Mabn52

The prenylation reactions were set up using 20 μg of total cell lysate, recombinant rat GGT-II (2 μM; Jena Biosciences, Jena, Germany), recombinant human RAB6A (4 μM; Jena Biosciences, Jena, Germany), and biotin-labeled geranyl pyrophosphate (B-GPP, 5 μM; Jena Biosciences, Jena, Germany) as lipid donor in prenylation buffer. All reactions were supplemented with fresh guanosine 5′-diphosphate (GDP; 20 mM; Merck Millipore, Watford, UK) and DTT (1 mM; Thermo Fisher Scientific, Loughborough, UK).

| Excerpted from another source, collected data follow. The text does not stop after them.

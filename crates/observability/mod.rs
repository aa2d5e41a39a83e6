mod config;

use anyhow::Result;
use config::ObservabilityConfig;
use tracing::info;
use tracing::warn;
use tracing_subscriber::EnvFilter;
use tracing_subscriber::layer::SubscriberExt;
use tracing_subscriber::util::SubscriberInitExt;

pub fn init_observability(component: &str) -> Result<()> {
    let config = ObservabilityConfig::from_env(component);

    // RUST_LOG wins; LOG_LEVEL only sets the fallback.
    let env_filter = EnvFilter::try_from_default_env()
        .unwrap_or_else(|_| EnvFilter::new(config.default_level.as_str().to_ascii_lowercase()));

    // Default `SystemTime` formatter prints RFC3339 in UTC (`...Z`).
    // Use local time so `TZ=Asia/Bangkok` shows `+07:00` in logs.
    let fmt_layer = tracing_subscriber::fmt::layer()
        .with_timer(tracing_subscriber::fmt::time::ChronoLocal::rfc_3339());

    tracing_subscriber::registry()
        .with(fmt_layer)
        .with(env_filter)
        .try_init()?;

    for warning in &config.warnings {
        warn!(
            service = %config.service_context.service_name,
            environment = %config.service_context.environment,
            component = %config.service_context.component,
            warning = %warning,
            "Observability config warning"
        );
    }

    info!(
        service = %config.service_context.service_name,
        environment = %config.service_context.environment,
        component = %config.service_context.component,
        "Observability initialized"
    );

    Ok(())
}
use anyhow::{Context, Result};

use super::config_model::{Database, DotEnvyConfig};
use crate::infra::db::repositories::live_streams::DEFAULT_LIVE_STREAM_COLLECTION;

pub fn load() -> Result<DotEnvyConfig> {
    dotenvy::dotenv().ok();

    from_lookup(|key| std::env::var(key).ok())
}

fn from_lookup(lookup: impl Fn(&str) -> Option<String>) -> Result<DotEnvyConfig> {
    let non_empty = |key: &str| lookup(key).filter(|value| !value.trim().is_empty());

    let database = Database {
        uri: non_empty("MONGODB_URI").context("MONGODB_URI is invalid")?,
        name: non_empty("MONGODB_DATABASE"),
        live_stream_collection: non_empty("LIVE_STREAM_COLLECTION")
            .unwrap_or_else(|| DEFAULT_LIVE_STREAM_COLLECTION.to_string()),
    };

    Ok(DotEnvyConfig { database })
}

#[cfg(test)]
mod tests {
    use super::*;
    use std::collections::HashMap;

    fn lookup_from(vars: &[(&str, &str)]) -> impl Fn(&str) -> Option<String> {
        let vars: HashMap<String, String> = vars
            .iter()
            .map(|(key, value)| (key.to_string(), value.to_string()))
            .collect();
        move |key| vars.get(key).cloned()
    }

    #[test]
    fn defaults_apply_when_only_uri_is_set() {
        let config = from_lookup(lookup_from(&[("MONGODB_URI", "mongodb://localhost:27017/live")]))
            .unwrap();

        assert_eq!(config.database.uri, "mongodb://localhost:27017/live");
        assert_eq!(config.database.name, None);
        assert_eq!(config.database.live_stream_collection, "livestreams");
    }

    #[test]
    fn explicit_values_override_defaults() {
        let config = from_lookup(lookup_from(&[
            ("MONGODB_URI", "mongodb://localhost:27017"),
            ("MONGODB_DATABASE", "livestream"),
            ("LIVE_STREAM_COLLECTION", "livestreams_staging"),
        ]))
        .unwrap();

        assert_eq!(config.database.name.as_deref(), Some("livestream"));
        assert_eq!(config.database.live_stream_collection, "livestreams_staging");
    }

    #[test]
    fn missing_or_blank_uri_is_rejected() {
        for vars in [vec![], vec![("MONGODB_URI", "  ")]] {
            let err = from_lookup(lookup_from(&vars)).unwrap_err().to_string();
            assert!(err.contains("MONGODB_URI"), "got: {err}");
        }
    }
}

Positive controls were prepared using untransduced cell lysate spiked with a recombinant REP1 protein (fish His-REP1; Jena Biosciences, Jena, Germany). The reactions were incubated for 2 h at 37°C and then stopped by addition of Laemmli sample buffer. Reaction products were subjected to SDS-PAGE and immunoblot analysis as per the protocol previously described in Patrício et al.¹⁵ (link) Membranes were incubated separately for detection of human REP1 (MABN52; 1:2,500; Merck Millipore, Watford, UK) and β-actin (AM4302; 1:50,000; Thermo Fisher Scientific, Loughborough, UK), which were detected using a horseradish peroxidase (HRP)-labeled secondary antibody (1:10,000). The incorporation of biotinylated lipid donor into the RAB6A substrate was detected by direct incubation with streptavidin-HRP (1:10,000; Thermo Fisher Scientific, Loughborough, UK).